→ **What is needed**: The exercise calls for a faithful copy of all the data.

[Collected data]
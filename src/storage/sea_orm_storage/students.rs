use super::{SeaOrmStorage, SoftDelete, soft_delete, update_active};
use crate::entity::students::{ActiveModel, Column, Entity as Students, Model};
use crate::errors::{RegistryError, Result};
use crate::models::students::{
    entities::Student,
    requests::{CreateStudentRequest, UpdateStudentRequest},
};
use sea_orm::{
    ActiveModelTrait, ColumnTrait, Condition, EntityTrait, QueryFilter, QueryOrder, Set,
    sea_query::Expr,
};

impl SeaOrmStorage {
    /// 列出未删除的学生，按 ID 升序
    pub async fn list_students_impl(&self) -> Result<Vec<Student>> {
        let result = Students::find_active()
            .order_by_asc(Column::Id)
            .all(&self.db)
            .await
            .map_err(|e| RegistryError::database_operation(format!("查询学生列表失败: {e}")))?;

        Ok(result.into_iter().map(|m| m.into_student()).collect())
    }

    /// 创建学生
    pub async fn create_student_impl(&self, req: CreateStudentRequest) -> Result<Student> {
        let now = chrono::Utc::now().timestamp();

        let model = ActiveModel {
            first_name: Set(req.first_name),
            last_name: Set(req.last_name),
            age: Set(req.age),
            grade: Set(req.grade),
            created_at: Set(now),
            updated_at: Set(now),
            deleted_at: Set(None),
            ..Default::default()
        };

        let result = model
            .insert(&self.db)
            .await
            .map_err(|e| RegistryError::database_operation(format!("创建学生失败: {e}")))?;

        Ok(result.into_student())
    }

    async fn find_active_student(&self, id: i64) -> Result<Option<Model>> {
        Students::find_active()
            .filter(Column::Id.eq(id))
            .one(&self.db)
            .await
            .map_err(|e| RegistryError::database_operation(format!("查询学生失败: {e}")))
    }

    /// 通过 ID 获取学生
    pub async fn get_student_by_id_impl(&self, id: i64) -> Result<Option<Student>> {
        Ok(self.find_active_student(id).await?.map(|m| m.into_student()))
    }

    /// 更新学生，只覆盖请求中提供的字段
    pub async fn update_student_impl(
        &self,
        id: i64,
        update: UpdateStudentRequest,
    ) -> Result<Option<Student>> {
        let mut query = Students::update_many();

        if let Some(first_name) = update.first_name {
            query = query.col_expr(Column::FirstName, Expr::value(first_name));
        }

        if let Some(last_name) = update.last_name {
            query = query.col_expr(Column::LastName, Expr::value(last_name));
        }

        if let Some(age) = update.age {
            query = query.col_expr(Column::Age, Expr::value(age));
        }

        if let Some(grade) = update.grade {
            query = query.col_expr(Column::Grade, Expr::value(grade));
        }

        let updated = update_active::<Students, _>(
            &self.db,
            query,
            Condition::all().add(Column::Id.eq(id)),
        )
        .await
        .map_err(|e| RegistryError::database_operation(format!("更新学生失败: {e}")))?;

        if !updated {
            return Ok(None);
        }

        self.get_student_by_id_impl(id).await
    }

    /// 软删除学生
    pub async fn delete_student_impl(&self, id: i64) -> Result<bool> {
        soft_delete::<Students, _>(&self.db, Condition::all().add(Column::Id.eq(id)))
            .await
            .map_err(|e| RegistryError::database_operation(format!("删除学生失败: {e}")))
    }
}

→ **Answer to this problem**:
filename src/storage/sea_orm_storage/students.rs
use super::{SeaOrmStorage, SoftDelete, soft_delete, update_active};
use crate::entity::students::{ActiveModel, Column, Entity as Students, Model};
use crate::errors::{RegistryError, Result};
use crate::models::students::{
    entities::Student,
    requests::{CreateStudentRequest, UpdateStudentRequest},
};
use sea_orm::{
    ActiveModelTrait, ColumnTrait, Condition, EntityTrait, QueryFilter, QueryOrder, Set,
    sea_query::Expr,
};

impl SeaOrmStorage {
    /// 列出未删除的学生，按 ID 升序
    pub async fn list_students_impl(&self) -> Result<Vec<Student>> {
        let result = Students::find_active()
            .order_by_asc(Column::Id)
            .all(&self.db)
            .await
            .map_err(|e| RegistryError::database_operation(format!("查询学生列表失败: {e}")))?;

        Ok(result.into_iter().map(|m| m.into_student()).collect())
    }

    /// 创建学生
    pub async fn create_student_impl(&self, req: CreateStudentRequest) -> Result<Student> {
        let now = chrono::Utc::now().timestamp();

        let model = ActiveModel {
            first_name: Set(req.first_name),
            last_name: Set(req.last_name),
            age: Set(req.age),
            grade: Set(req.grade),
            created_at: Set(now),
            updated_at: Set(now),
            deleted_at: Set(None),
            ..Default::default()
        };

        let result = model
            .insert(&self.db)
            .await
            .map_err(|e| RegistryError::database_operation(format!("创建学生失败: {e}")))?;

        Ok(result.into_student())
    }

    async fn find_active_student(&self, id: i64) -> Result<Option<Model>> {
        Students::find_active()
            .filter(Column::Id.eq(id))
            .one(&self.db)
            .await
            .map_err(|e| RegistryError::database_operation(format!("查询学生失败: {e}")))
    }

    /// 通过 ID 获取学生
    pub async fn get_student_by_id_impl(&self, id: i64) -> Result<Option<Student>> {
        Ok(self.find_active_student(id).await?.map(|m| m.into_student()))
    }

    /// 更新学生，只覆盖请求中提供的字段
    pub async fn update_student_impl(
        &self,
        id: i64,
        update: UpdateStudentRequest,
    ) -> Result<Option<Student>> {
        let mut query = Students::update_many();

        if let Some(first_name) = update.first_name {
            query = query.col_expr(Column::FirstName, Expr::value(first_name));
        }

        if let Some(last_name) = update.last_name {
            query = query.col_expr(Column::LastName, Expr::value(last_name));
        }

        if let Some(age) = update.age {
            query = query.col_expr(Column::Age, Expr::value(age));
        }

        if let Some(grade) = update.grade {
            query = query.col_expr(Column::Grade, Expr::value(grade));
        }

        let updated = update_active::<Students, _>(
            &self.db,
            query,
            Condition::all().add(Column::Id.eq(id)),
        )
        .await
        .map_err(|e| RegistryError::database_operation(format!("更新学生失败: {e}")))?;

        if !updated {
            return Ok(None);
        }

        self.get_student_by_id_impl(id).await
    }

    /// 软删除学生
    pub async fn delete_student_impl(&self, id: i64) -> Result<bool> {
        soft_delete::<Students, _>(&self.db, Condition::all().add(Column::Id.eq(id)))
            .await
            .map_err(|e| RegistryError::database_operation(format!("删除学生失败: {e}")))
    }
}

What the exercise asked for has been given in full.